Since it's apparently a per-backend limit, that doesn't seem relevant.

Oh!  I missed that.

What good would a per-backend limit do, though?

And what happens with queries which exceed the limit?  Error message?  Wait?




By temp files I mean those in pgsql_tmp. LOL - A backend limit will 
have the same sort of usefulness as work_mem does - i.e stop a query 
eating all your filesystem space or bringing a server to its knees with 
io load. We have had this happen twice - I know of other folks who have too.


Obviously you need to do the same sort of arithmetic as you do with 
work_mem to decide on a reasonable limit to cope with multiple users 
creating temp files. Conservative dbas might want to set it to (free 
disk)/max_connections etc. Obviously for ad-hoc systems it is a bit more 
challenging - but having a per-backend limit is way better than having 
what we have now, which is ... errr... nothing.


As an example I'd find it useful to avoid badly written queries causing 
too much io load on the db backend of (say) a web system (i.e such a 
system should not *have* queries that want to use that much resource).

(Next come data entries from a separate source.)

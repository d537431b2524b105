//! Uploaded image payloads and contact address checks

use base64::engine::general_purpose::STANDARD as BASE64;
use base64::Engine as _;
use petcast_core::{PetcastError, Result};
use std::fmt;

/// An encoded image as uploaded by the customer
#[derive(Clone, PartialEq, Eq)]
pub struct ImagePayload {
    mime_type: String,
    bytes: Vec<u8>,
}

impl ImagePayload {
    /// Build from raw bytes. Without an explicit `image/*` MIME type the
    /// format is sniffed from the magic bytes.
    pub fn from_bytes(bytes: Vec<u8>, mime_type: Option<&str>) -> Result<Self> {
        if bytes.is_empty() {
            return Err(no_image());
        }
        let mime_type = match mime_type.filter(|m| m.starts_with("image/")) {
            Some(m) => m.to_string(),
            None => image::guess_format(&bytes)
                .map(|f| f.to_mime_type().to_string())
                .map_err(|_| {
                    PetcastError::MissingInput("Upload is not a recognised image".to_string())
                })?,
        };
        Ok(Self { mime_type, bytes })
    }

    /// Parse a `data:image/...;base64,...` URL (the browser form encoding)
    pub fn from_data_url(data_url: &str) -> Result<Self> {
        let data_url = data_url.trim();
        if data_url.is_empty() {
            return Err(no_image());
        }
        let rest = data_url.strip_prefix("data:").ok_or_else(|| {
            PetcastError::MissingInput("Image must be a data URL".to_string())
        })?;
        let (header, payload) = rest.split_once(',').ok_or_else(|| {
            PetcastError::MissingInput("Malformed image data URL".to_string())
        })?;
        let mime = header
            .strip_suffix(";base64")
            .ok_or_else(|| PetcastError::MissingInput("Image data URL must be base64".to_string()))?;
        if !mime.starts_with("image/") {
            return Err(PetcastError::MissingInput(format!(
                "Unsupported upload type '{}'",
                mime
            )));
        }
        let bytes = BASE64
            .decode(payload.trim())
            .map_err(|e| PetcastError::MissingInput(format!("Invalid image encoding: {}", e)))?;
        Self::from_bytes(bytes, Some(mime))
    }

    /// Render as a data URL for provider requests
    pub fn to_data_url(&self) -> String {
        format!("data:{};base64,{}", self.mime_type, BASE64.encode(&self.bytes))
    }

    pub fn mime_type(&self) -> &str {
        &self.mime_type
    }

    pub fn bytes(&self) -> &[u8] {
        &self.bytes
    }

    pub fn len(&self) -> usize {
        self.bytes.len()
    }

    pub fn is_empty(&self) -> bool {
        self.bytes.is_empty()
    }
}

impl fmt::Debug for ImagePayload {
    fn fmt(&self, f: &mut fmt::Formatter<'_>) -> fmt::Result {
        f.debug_struct("ImagePayload")
            .field("mime_type", &self.mime_type)
            .field("len", &self.bytes.len())
            .finish()
    }
}

fn no_image() -> PetcastError {
    PetcastError::MissingInput("No image provided".to_string())
}

/// Syntactic check of an email-style contact address
pub fn validate_contact_address(address: &str) -> Result<()> {
    let invalid = || PetcastError::MissingInput("Invalid email address".to_string());
    let address = address.trim();
    if address.chars().any(char::is_whitespace) {
        return Err(invalid());
    }
    let (local, domain) = address.split_once('@').ok_or_else(invalid)?;
    if local.is_empty() || domain.contains('@') {
        return Err(invalid());
    }
    let labels: Vec<&str> = domain.split('.').collect();
    if labels.len() < 2 || labels.iter().any(|l| l.is_empty()) {
        return Err(invalid());
    }
    Ok(())
}
//! Vertex attribute quantization
//!
//! Positions are normalized per mesh around the bounding-box centre with a
//! single uniform scale and stored as normalized `i16`. The dequantization
//! transform is carried by a new child node, so each node that referenced
//! the mesh now references it through that child. Normals, texture
//! coordinates and colors become normalized integers as well. A UV set that
//! leaves `[0, 1]` is remapped onto it per material, and the material's
//! texture refs get the inverse as a `KHR_texture_transform`. Every value is
//! snapped to the configured bit depth before storage.

use crate::document::{
    MeshBounds, Node, NodeTransform, Primitive, SceneDocument, Semantic, UvTransform,
    VertexAttribute,
};
use petcast_core::config::TranscodeConfig;
use std::collections::HashMap;

/// Counts of streams converted to integers
#[derive(Debug, Clone, Copy, Default, PartialEq, Eq)]
pub struct QuantizeReport {
    pub positions: usize,
    pub normals: usize,
    pub tex_coords: usize,
    pub colors: usize,
    /// UV sets quantized through a texture transform
    pub tex_coords_remapped: usize,
    /// Out-of-range UV sets whose material already rotates them
    pub tex_coords_kept_float: usize,
}

impl QuantizeReport {
    pub fn total(&self) -> usize {
        self.positions + self.normals + self.tex_coords + self.colors
    }
}

/// Quantize every mesh in the document
pub fn quantize_document(doc: &mut SceneDocument, config: &TranscodeConfig) -> QuantizeReport {
    let mut report = QuantizeReport::default();
    let uv_plans = plan_uvs(doc);

    for mesh_index in 0..doc.meshes.len() {
        let mesh = &mut doc.meshes[mesh_index];
        // quantized positions are left alone, so a second pass adds no node
        let bounds = mesh
            .primitives
            .iter()
            .filter_map(|p| p.positions().and_then(MeshBounds::from_positions))
            .reduce(|a, b| a.union(&b));

        for primitive in &mut mesh.primitives {
            quantize_streams(primitive, config, &uv_plans, &mut report);
        }

        let Some(bounds) = bounds else {
            continue;
        };
        let (center, half) = position_frame(&bounds);
        for primitive in &mut mesh.primitives {
            if quantize_positions(primitive, center, half, config.position_bits) {
                report.positions += 1;
            }
        }
        attach_dequantization(doc, mesh_index, center, half);
    }

    attach_uv_transforms(doc, &uv_plans);
    report
}

/// UV sets are keyed by the material that samples them
type UvKey = (Option<usize>, u32);

/// How one UV set of one material is stored
#[derive(Debug, Clone, Copy, PartialEq)]
enum UvPlan {
    Direct,
    /// Stored as `(uv - min) / size`
    Remap { min: [f32; 2], size: [f32; 2] },
    KeepFloat,
}

fn plan_uvs(doc: &SceneDocument) -> HashMap<UvKey, UvPlan> {
    let mut ranges: HashMap<UvKey, ([f32; 2], [f32; 2])> = HashMap::new();
    for primitive in doc.primitives() {
        for (semantic, attribute) in &primitive.attributes {
            let (Semantic::TexCoord(set), VertexAttribute::F32x2(uvs)) = (semantic, attribute) else {
                continue;
            };
            if uvs.is_empty() {
                continue;
            }
            let (min, max) = ranges
                .entry((primitive.material, *set))
                .or_insert(([f32::MAX; 2], [f32::MIN; 2]));
            for uv in uvs {
                for c in 0..2 {
                    min[c] = min[c].min(uv[c]);
                    max[c] = max[c].max(uv[c]);
                }
            }
        }
    }

    ranges
        .into_iter()
        .map(|(key, (min, max))| {
            let plan = if (0..2).all(|c| min[c] >= 0.0 && max[c] <= 1.0) {
                UvPlan::Direct
            } else if is_rotated(doc, key) {
                UvPlan::KeepFloat
            } else {
                UvPlan::Remap {
                    min,
                    size: [max[0] - min[0], max[1] - min[1]],
                }
            };
            (key, plan)
        })
        .collect()
}

fn is_rotated(doc: &SceneDocument, (material, set): UvKey) -> bool {
    material.and_then(|m| doc.materials.get(m)).is_some_and(|m| {
        m.texture_refs().any(|t| {
            t.tex_coord == set && t.transform.is_some_and(|x| x.rotation != 0.0)
        })
    })
}

/// Give every texture ref that samples a remapped set the inverse mapping
fn attach_uv_transforms(doc: &mut SceneDocument, plans: &HashMap<UvKey, UvPlan>) {
    for (&(material, set), plan) in plans {
        let UvPlan::Remap { min, size } = *plan else {
            continue;
        };
        let Some(material) = material.and_then(|m| doc.materials.get_mut(m)) else {
            continue;
        };
        for texture_ref in material.texture_refs_mut().filter(|t| t.tex_coord == set) {
            let current = texture_ref.transform.unwrap_or(UvTransform::IDENTITY);
            texture_ref.transform = current.then_from_unit(min, size);
        }
    }
}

To answer the other question, what happens when the limit is exceeded is 
modeled on statement timeout, i.e query is canceled and a message says 
why (exceeded temp files size).


Cheers

Mark

--
Sent via pgsql-hackers mailing list (pgsql-hackers@postgresql.org)
To make changes to your subscription:
http://www.postgresql.org/mailpref/pgsql-hackers


Re: [HACKERS] WIP - Add ability to constrain backend temporary file space

2011-02-18 Thread Josh Berkus

 Obviously you need to do the same sort of arithmetic as you do with
 work_mem to decide on a reasonable limit to cope with multiple users
 creating temp files. Conservative dbas might want to set it to (free
 disk)/max_connections etc. Obviously for ad-hoc systems it is a bit more
 challenging - but having a per-backend limit is way better than having
 what we have now, which is ... errr... nothing.

Agreed.

 To answer the other question, what happens when the limit is exceeded is
 modeled on statement timeout, i.e query is canceled and a message says
 why (exceeded temp files size).

When does this happen?  When you try to allocate the file, or when it
does the original tape sort estimate?

The disadvantage of the former is that the user waited for minutes in
order to have their query cancelled.  The disadvantage of the latter is
that the estimate isn't remotely accurate.

-- 
  -- Josh Berkus
 PostgreSQL Experts Inc.
 http://www.pgexperts.com

-- 
Sent via pgsql-hackers mailing list (pgsql-hackers@postgresql.org)
To make changes to your subscription:
http://www.postgresql.org/mailpref/pgsql-hackers


Re: [HACKERS] WIP - Add ability to constrain backend temporary file space

2011-02-18 Thread Tom Lane
Mark Kirkwood mark.kirkw...@catalyst.net.nz writes:
 Added. With respect to the datatype, using int with KB units means the 
 largest temp size is approx 2047GB - I know that seems like a lot now... 
 but maybe someone out there wants (say) their temp files limited to 
 4096GB :-)

[ shrug... ]  Sorry, I can't imagine a use case for this parameter where
the value isn't a *lot* less than that.  Maybe if it were global, but
not if it's per-backend.

regards, tom lane

-- 
Sent via pgsql-hackers mailing list (pgsql-hackers@postgresql.org)
To make changes to your subscription:
http://www.postgresql.org/mailpref/pgsql-hackers


Re: [HACKERS] WIP - Add ability to constrain backend temporary file space

2011-02-18 Thread Mark Kirkwood

On 19/02/11 10:38, Josh Berkus wrote:



To answer the other question, what happens when the limit is exceeded is
modeled on statement timeout, i.e query is canceled and a message says
why (exceeded temp files size).

When does this happen?  When you try to allocate the file, or when it
does the original tape sort estimate?

The disadvantage of the former is that the user waited for minutes in
order to have their query cancelled.  The disadvantage of the latter is
that the estimate isn't remotely accurate.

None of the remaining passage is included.